Anoli is in Delhi these days, to talk about her works and her experiences of visiting Varanasi, which, she says, is a “place where one witnesses the cycle of life”. Her two works are displayed at an ongoing exhibition, ‘A Tale of Two Cities’, at IGNCA, along with a suite of Indian and Sri Lankan artists who have collaborated for this project, which was first exhibited at Serendipity Arts Festival in Goa, last year.
A Tale of Two Cities is a year-long cross-cultural exchange that brings together artists like Bandu Manamperi, Chintan Upadhyay, Jagath Weerasinghe,  Manisha Parekh,
Manjunath Kamath, Pala Pothupitiye, Paula Sengupta, Pradeep Chandrasiri, Ram Rahman  and Riyas Komu to engage in conversations and relook at these historical sites with a different perspective.
Pradeep Chandrasiri, Return to the Sensory, Travelling Exhibition, A Tale of Two Cities - India and Sri Lanka.jpg (1) copy

Sri Lankan artist Pradeep Chandrasiri’s Return to the Sensory

According to Ruhanie Perera, curatorial adviser, it is a project that engages this collective in a research based art-making process. “It calls on the artist to revisit a city through individual artistic expression born of collaborative seeking and discourse. It demands an act of artistic intervention: an act of re-vision in an ever-shifting present – played out by artists who are socio culturally produced and socially engaged actors – that is a response to the metaphysics of place,” she says.

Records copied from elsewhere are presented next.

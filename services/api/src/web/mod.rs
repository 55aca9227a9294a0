pub mod auth;
pub mod chat;
pub mod chat_flow;
pub mod middleware;
pub mod rest;
pub mod state;

// Re-exported for the binary that builds the web server router.
pub use middleware::require_auth;
pub use rest::ApiDoc;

Manisha’s work seeks engagement with the idea of shrine. “The articulation itself brings into sharp focus the sense of the shrine as intimate, personal, private and familiar. It is an expression absorbed by the sensations experienced walking the sites of Anuradhapura and Varanasi, inhabiting their socio-historic site-specific living sacredness,” she says.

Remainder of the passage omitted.